Elimination will pit players on a racing track to compete against each other, but not in the traditional sense. This game’s winner won’t be determined by who finishes first, but who can outlast everyone else. Every lap (or, say, 45 seconds, there will be variations) the game checks who is the last driver in the race, and weeds the poor racer out of the competition. In addition, all those unfortunate enough to get wrecked are also out of the race.
This means that all players need to drive fast and furious so they won’t be the unlucky last player that gets whacked after each lap. This, in turn, means that people will resort to dirty tricks to stay alive, and that, in turn, will result in a lot of people getting banged up beyond recognition during the race itself.
Elimination should prove to be a fun game mode, especially since Wreckfest is so delightfully cruel when it comes to damaging your rides. Elimination will be a mixture of reckless driving, insane risks, pure skill and manic mayhem. We hope you’ll enjoy it as much as we are.
Our second new game mode is Team Race. This mode will allow up to four teams to race for victory. But, like always, we’ve added a few twists into how this whole thing works.

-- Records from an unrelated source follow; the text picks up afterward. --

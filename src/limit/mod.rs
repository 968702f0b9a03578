//! Rolling-window rate limiting for provider calls.

use std::collections::VecDeque;
use std::sync::Mutex;
use std::time::Duration;

use tokio::sync::Notify;
use tokio::time::Instant;

/// Bounds calls per rolling time window.
///
/// `acquire` blocks until a slot frees; a held slot is returned by an
/// explicit [`release`](RateLimiter::release) (normally via the permit
/// guard) or by aging past the window. The internal counters are the one
/// resource legitimately shared across concurrent conversations; access to
/// them is mutually exclusive per acquire/release pair.
#[derive(Debug)]
pub struct RateLimiter {
    max_calls: usize,
    time_window: Duration,
    held: Mutex<VecDeque<Instant>>,
    freed: Notify,
}

impl RateLimiter {
    /// `max_calls` permitted per `time_window`.
    pub fn new(max_calls: usize, time_window: Duration) -> Self {
        Self {
            max_calls: max_calls.max(1),
            time_window,
            held: Mutex::new(VecDeque::new()),
            freed: Notify::new(),
        }
    }

    /// Requests-per-minute convenience constructor.
    pub fn per_minute(max_calls: usize) -> Self {
        Self::new(max_calls, Duration::from_secs(60))
    }

    /// Block until a slot is available, then take it.
    ///
    /// The returned permit releases the slot on drop, so the slot is given
    /// back even when the guarded call errors or panics.
    pub async fn acquire(&self) -> RateLimitPermit<'_> {
        loop {
            let freed = self.freed.notified();
            tokio::pin!(freed);
            freed.as_mut().enable();

            let wait_until = {
                let mut held = self.held.lock().expect("rate limiter poisoned");
                let now = Instant::now();
                while held
                    .front()
                    .is_some_and(|t| now.duration_since(*t) >= self.time_window)
                {
                    held.pop_front();
                }
                if held.len() < self.max_calls {
                    held.push_back(now);
                    return RateLimitPermit { limiter: self };
                }
                held.front().map(|t| *t + self.time_window)
            };

            match wait_until {
                Some(deadline) => {
                    tokio::select! {
                        _ = &mut freed => {}
                        _ = tokio::time::sleep_until(deadline) => {}
                    }
                }
                None => freed.await,
            }
        }
    }

    /// Return the oldest held slot.
    pub fn release(&self) {
        let mut held = self.held.lock().expect("rate limiter poisoned");
        held.pop_front();
        drop(held);
        self.freed.notify_waiters();
    }

    /// Slots currently held (expired entries included until next purge).
    pub fn held_slots(&self) -> usize {
        self.held.lock().expect("rate limiter poisoned").len()
    }
}

/// Guard for one rate-limit slot; releases on drop.
#[derive(Debug)]
pub struct RateLimitPermit<'a> {
    limiter: &'a RateLimiter,
}

impl Drop for RateLimitPermit<'_> {
    fn drop(&mut self) {
        self.limiter.release();
    }
}

#[cfg(test)]
mod tests {
    use super::*;
    use std::sync::Arc;

    #[tokio::test(start_paused = true)]
    async fn extra_caller_blocks_until_release() {
        let limiter = Arc::new(RateLimiter::new(2, Duration::from_secs(60)));

        let first = limiter.acquire().await;
        let _second = limiter.acquire().await;

        let waiter = {
            let limiter = limiter.clone();
            tokio::spawn(async move {
                let _permit = limiter.acquire().await;
            })
        };
        tokio::task::yield_now().await;
        assert!(!waiter.is_finished(), "third caller should be blocked");

        drop(first);
        tokio::time::advance(Duration::from_millis(1)).await;
        waiter.await.unwrap();
    }

    #[tokio::test(start_paused = true)]
    async fn extra_caller_unblocks_when_window_elapses() {
        let limiter = Arc::new(RateLimiter::new(1, Duration::from_secs(10)));

        let held = limiter.acquire().await;
        let waiter = {
            let limiter = limiter.clone();
            tokio::spawn(async move {
                let _permit = limiter.acquire().await;
            })
        };
        tokio::task::yield_now().await;
        assert!(!waiter.is_finished());

        // No release; the held slot ages out of the window instead.
        tokio::time::advance(Duration::from_secs(11)).await;
        waiter.await.unwrap();
        drop(held);
    }

    #[tokio::test(start_paused = true)]
    async fn permits_up_to_max_calls_do_not_block() {
        let limiter = RateLimiter::new(3, Duration::from_secs(60));
        let _a = limiter.acquire().await;
        let _b = limiter.acquire().await;
        let _c = limiter.acquire().await;
        assert_eq!(limiter.held_slots(), 3);
    }

    #[tokio::test(start_paused = true)]
    async fn dropped_permit_returns_slot() {
        let limiter = RateLimiter::new(1, Duration::from_secs(60));
        {
            let _permit = limiter.acquire().await;
            assert_eq!(limiter.held_slots(), 1);
        }
        assert_eq!(limiter.held_slots(), 0);
    }
}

Yes, the first to cross the finish line gets the most points. Yes, second and third places net their drivers a hefty score, too. But so does wrecking other players, and driving the fastest lap times. In short, Team Race will reward your team in several ways: by being a menace to others, and by being a fast driver. If you get left behind and have no chance of being in the top bracket, take it out on your fellow drivers, and watch as your team’s score goes up.

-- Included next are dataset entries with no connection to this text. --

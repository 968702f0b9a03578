//! The agent execution loop.

mod dispatch;
mod stream;

pub use stream::RunEvent;

use std::sync::Arc;
use std::time::Duration;

use tracing::debug;

use crate::agent::Agent;
use crate::error::{Result, TychoError};
use crate::limit::RateLimiter;
use crate::memory::Memory;
use crate::provider::{
    ChatCompletion, CompletionParams, CompletionProvider, CompletionRequest, ToolDefinition,
};
use crate::summarize;
use crate::tokens::{default_token_limit, TokenCounter};
use crate::types::{ChatMessage, ContextVariables, Role, RunResponse, TokenUsage};
use crate::util::retry::RetryPolicy;
use crate::util::timeout::with_timeout;

/// Prefix applied to user content for agents restricted to supplied documents.
const DOCUMENT_GUARDRAIL_PREFIX: &str =
    "Answer only using information from the supplied documents: ";

/// Per-run options for [`AgentManager::run_with_options`].
#[derive(Clone)]
pub struct RunOptions {
    /// Start with this agent instead of the manager's current one.
    pub agent: Option<Agent>,
    /// Override the agent's model for this run.
    pub model_override: Option<String>,
    /// Sampling parameters forwarded to the provider.
    pub params: CompletionParams,
    /// Turn budget; unbounded when `None`.
    pub max_turns: Option<usize>,
    /// When false, tool calls terminate the loop without executing.
    pub execute_tools: bool,
}

impl Default for RunOptions {
    fn default() -> Self {
        Self {
            agent: None,
            model_override: None,
            params: CompletionParams::default(),
            max_turns: None,
            execute_tools: true,
        }
    }
}

/// Completion-call machinery shared by the blocking and streaming paths.
///
/// Owns prompt assembly, context condensation, schema stripping, rate
/// limiting, the execution-time budget, fixed-delay retry, and the single
/// content-filter rewrite cycle.
#[derive(Clone)]
pub(crate) struct Completer {
    provider: Arc<dyn CompletionProvider>,
    token_counter: TokenCounter,
    retry: RetryPolicy,
    rate_limiter: Option<Arc<RateLimiter>>,
    max_execution_time: Option<Duration>,
    context_window_size: Option<usize>,
    freeze_context_window_size: bool,
}

struct PreparedCall {
    request: CompletionRequest,
    input_tokens: u32,
}

impl Completer {
    async fn prepare(
        &self,
        agent: &Agent,
        history: &[ChatMessage],
        turn_context: &ContextVariables,
        options: &RunOptions,
    ) -> PreparedCall {
        let model = options
            .model_override
            .clone()
            .unwrap_or_else(|| agent.model().to_string());

        let mut messages = Vec::with_capacity(history.len() + 1);
        messages.push(ChatMessage::system(agent.instructions(turn_context)));
        messages.extend_from_slice(history);

        if self.freeze_context_window_size {
            if let Some(budget) = self.context_window_size {
                let max_context = budget.min(default_token_limit(&model));
                messages = summarize::condense(
                    self.provider.as_ref(),
                    &model,
                    &messages,
                    max_context,
                    &self.token_counter,
                )
                .await;
            }
        }

        let tools: Vec<ToolDefinition> = agent
            .functions()
            .iter()
            .map(|f| ToolDefinition {
                name: f.name().to_string(),
                description: f.description().to_string(),
                parameters: f.parameters().advertised_schema(),
            })
            .collect();

        let input_tokens = self.token_counter.count_message_tokens(&messages) as u32;

        PreparedCall {
            request: CompletionRequest {
                model,
                messages,
                tools,
                tool_choice: agent.tool_choice(),
                parallel_tool_calls: agent.parallel_tool_calls(),
                params: options.params,
            },
            input_tokens,
        }
    }

    async fn call_once(&self, request: &CompletionRequest) -> Result<ChatCompletion> {
        match self.max_execution_time {
            Some(budget) => with_timeout(budget, self.provider.complete(request)).await,
            None => self.provider.complete(request).await,
        }
    }

    async fn open_stream_once(
        &self,
        request: &CompletionRequest,
    ) -> Result<futures::stream::BoxStream<'static, Result<crate::provider::CompletionDelta>>>
    {
        match self.max_execution_time {
            Some(budget) => with_timeout(budget, self.provider.complete_stream(request)).await,
            None => self.provider.complete_stream(request).await,
        }
    }

    /// Swap the system instructions for a moderation-safe rewrite.
    async fn rewrite_request(&self, mut request: CompletionRequest) -> CompletionRequest {
        if let Some(system) = request.messages.first_mut().filter(|m| m.role == Role::System) {
            system.content = summarize::rewrite_instructions(
                self.provider.as_ref(),
                &request.model,
                &system.content,
            )
            .await;
        }
        request
    }

    /// Run one completion under the full recovery policy.
    ///
    /// The rate-limit slot is held for the whole attempt sequence and given
    /// back by the permit guard no matter how the call ends. Content-filter
    /// rejections get exactly one instruction-rewrite retry cycle, then the
    /// error stands.
    async fn complete_prepared(&self, request: CompletionRequest) -> Result<ChatCompletion> {
        let _permit = match &self.rate_limiter {
            Some(limiter) => Some(limiter.acquire().await),
            None => None,
        };

        match self.retry.execute(|| self.call_once(&request)).await {
            Err(e) if e.is_content_filtered() => {
                debug!("content filter hit, retrying with rewritten instructions");
                let request = self.rewrite_request(request).await;
                self.retry.execute(|| self.call_once(&request)).await
            }
            other => other,
        }
    }

    /// Prepare and run one completion for the active agent.
    pub(crate) async fn complete(
        &self,
        agent: &Agent,
        history: &[ChatMessage],
        turn_context: &ContextVariables,
        options: &RunOptions,
    ) -> Result<(ChatCompletion, TokenUsage)> {
        let prepared = self.prepare(agent, history, turn_context, options).await;
        let completion = self.complete_prepared(prepared.request).await?;

        let usage = completion.usage.unwrap_or_else(|| {
            // Backend reported nothing; estimate from our own accounting.
            TokenUsage::new(
                prepared.input_tokens,
                self.token_counter.count_tokens(&completion.content) as u32,
            )
        });
        Ok((completion, usage))
    }

    /// Prepare and open one streaming completion for the active agent.
    pub(crate) async fn complete_stream(
        &self,
        agent: &Agent,
        history: &[ChatMessage],
        turn_context: &ContextVariables,
        options: &RunOptions,
    ) -> Result<futures::stream::BoxStream<'static, Result<crate::provider::CompletionDelta>>>
    {
        let prepared = self.prepare(agent, history, turn_context, options).await;
        let request = prepared.request;

        let _permit = match &self.rate_limiter {
            Some(limiter) => Some(limiter.acquire().await),
            None => None,
        };

        match self.retry.execute(|| self.open_stream_once(&request)).await {
            Err(e) if e.is_content_filtered() => {
                debug!("content filter hit, retrying stream with rewritten instructions");
                let request = self.rewrite_request(request).await;
                self.retry.execute(|| self.open_stream_once(&request)).await
            }
            other => other,
        }
    }
}

/// Drives conversations turn by turn: prompt assembly, completion calls,
/// tool dispatch, agent hand-off, and failure containment.
///
/// One manager drives one conversation at a time; run concurrent
/// conversations on separate managers, sharing a [`RateLimiter`] when a
/// global call budget applies.
pub struct AgentManager {
    completer: Completer,
    agent: Agent,
    context_variables: ContextVariables,
    last_token_usage: Option<TokenUsage>,
}

impl AgentManager {
    /// Create a manager driving `agent` against `provider`.
    pub fn new(provider: Arc<dyn CompletionProvider>, agent: Agent) -> Self {
        Self {
            completer: Completer {
                provider,
                token_counter: TokenCounter::default(),
                retry: RetryPolicy::default(),
                rate_limiter: None,
                max_execution_time: None,
                context_window_size: None,
                freeze_context_window_size: true,
            },
            agent,
            context_variables: ContextVariables::new(),
            last_token_usage: None,
        }
    }

    /// Caller-level context variables, merged over agent defaults each turn.
    pub fn with_context_variables(mut self, context_variables: ContextVariables) -> Self {
        self.context_variables = context_variables;
        self
    }

    /// Retry policy for transient provider errors.
    pub fn with_retry(mut self, max_retries: u32, retry_delay: Duration) -> Self {
        self.completer.retry = RetryPolicy {
            max_retries,
            retry_delay,
        };
        self
    }

    /// Share a rate limiter across managers.
    pub fn with_rate_limiter(mut self, limiter: Arc<RateLimiter>) -> Self {
        self.completer.rate_limiter = Some(limiter);
        self
    }

    /// Convenience: a private limiter of `rpm` requests per minute.
    pub fn with_rate_limit_rpm(self, rpm: usize) -> Self {
        self.with_rate_limiter(Arc::new(RateLimiter::per_minute(rpm)))
    }

    /// Per-call execution-time budget; exceeding it fails the turn.
    pub fn with_max_execution_time(mut self, budget: Duration) -> Self {
        self.completer.max_execution_time = Some(budget);
        self
    }

    /// Frozen context-window budget in tokens.
    pub fn with_context_window_size(mut self, tokens: usize) -> Self {
        self.completer.context_window_size = Some(tokens);
        self
    }

    /// Enable/disable context freezing (summarization on overflow).
    pub fn with_freeze_context_window(mut self, freeze: bool) -> Self {
        self.completer.freeze_context_window_size = freeze;
        self
    }

    /// Replace the token counter (e.g. with a real tokenizer).
    pub fn with_token_counter(mut self, counter: TokenCounter) -> Self {
        self.completer.token_counter = counter;
        self
    }

    /// The agent new runs start with.
    pub fn agent(&self) -> &Agent {
        &self.agent
    }

    /// Token usage of the most recently completed request.
    pub fn last_token_usage(&self) -> Option<TokenUsage> {
        self.last_token_usage
    }

    /// Run one user message through the turn loop with default options.
    pub async fn run(&mut self, user_message: &str, memory: &mut Memory) -> RunResponse {
        self.run_with_options(user_message, memory, RunOptions::default())
            .await
    }

    /// Run one user message through the turn loop.
    ///
    /// Never returns an error: terminal failures become an
    /// assistant-authored apology message and the loop ends with whatever
    /// history exists.
    pub async fn run_with_options(
        &mut self,
        user_message: &str,
        memory: &mut Memory,
        options: RunOptions,
    ) -> RunResponse {
        memory.push(ChatMessage::user(user_message));

        let mut active_agent = options.agent.clone().unwrap_or_else(|| self.agent.clone());
        let mut context_variables = self.context_variables.clone();
        let mut produced: Vec<ChatMessage> = Vec::new();
        let max_turns = options.max_turns.unwrap_or(usize::MAX);
        let mut turn = 0usize;

        while turn < max_turns {
            turn += 1;
            let turn_context =
                ContextVariables::merged(active_agent.context_defaults(), &context_variables);

            let mut history = memory.filter_for_agent(&active_agent);
            apply_document_guardrail(&active_agent, &mut history);

            let (completion, usage) = match self
                .completer
                .complete(&active_agent, &history, &turn_context, &options)
                .await
            {
                Ok(result) => result,
                Err(e) => {
                    let apology = apology_message(&active_agent, &e);
                    memory.push(apology.clone());
                    produced.push(apology);
                    break;
                }
            };
            self.last_token_usage = Some(usage);
            debug!(agent = %active_agent.name(), turn, "received completion");

            let assistant = ChatMessage::assistant_with_tool_calls(
                completion.content,
                completion.tool_calls.clone(),
            )
            .with_sender(active_agent.name());
            memory.push(assistant.clone());
            produced.push(assistant);

            if completion.tool_calls.is_empty() || !options.execute_tools {
                debug!("ending turn");
                break;
            }

            let partial =
                dispatch::handle_tool_calls(&completion.tool_calls, &active_agent, &turn_context)
                    .await;
            memory.extend(partial.messages.iter().cloned());
            produced.extend(partial.messages);
            context_variables.merge(&partial.context_variables);
            if let Some(next) = partial.agent {
                debug!(from = %active_agent.name(), to = %next.name(), "agent hand-off");
                active_agent = next;
            }
        }

        RunResponse {
            messages: produced,
            agent: active_agent,
            context_variables,
        }
    }
}

/// Prefix the latest user message for document-restricted agents.
fn apply_document_guardrail(agent: &Agent, history: &mut [ChatMessage]) {
    if !agent.external_content() {
        return;
    }
    if let Some(last) = history.last_mut().filter(|m| m.role == Role::User) {
        last.content = format!("{DOCUMENT_GUARDRAIL_PREFIX}{}", last.content);
    }
}

/// The user-visible message a terminal failure turns into.
fn apology_message(agent: &Agent, error: &TychoError) -> ChatMessage {
    let cause = match error.api_code() {
        Some(code) => code.describe().to_string(),
        None => error.to_string(),
    };
    ChatMessage::assistant(format!(
        "I apologize, but I encountered an error while processing your request: {cause}"
    ))
    .with_sender(agent.name())
}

Team Race aims to be a really interesting mixture of aggressive driving, team spirit, and gung ho attitude. Risks are rewarded, but the real sweet spot here is tactics: when driving with an experienced team who works well together, you can designate different roles to each other for maximal efficiency.
No holds barred, folks! Track shots are allowed, even encouraged
For those more interested in clean racing, do not fret! Even if in their current state both Team Race and Elimination reward aggressive driving, we are working on alternative clean racing versions of both. We’re still figuring out how to reward players in both modes, but as soon as we got some stuff figured out, we’ll let you know.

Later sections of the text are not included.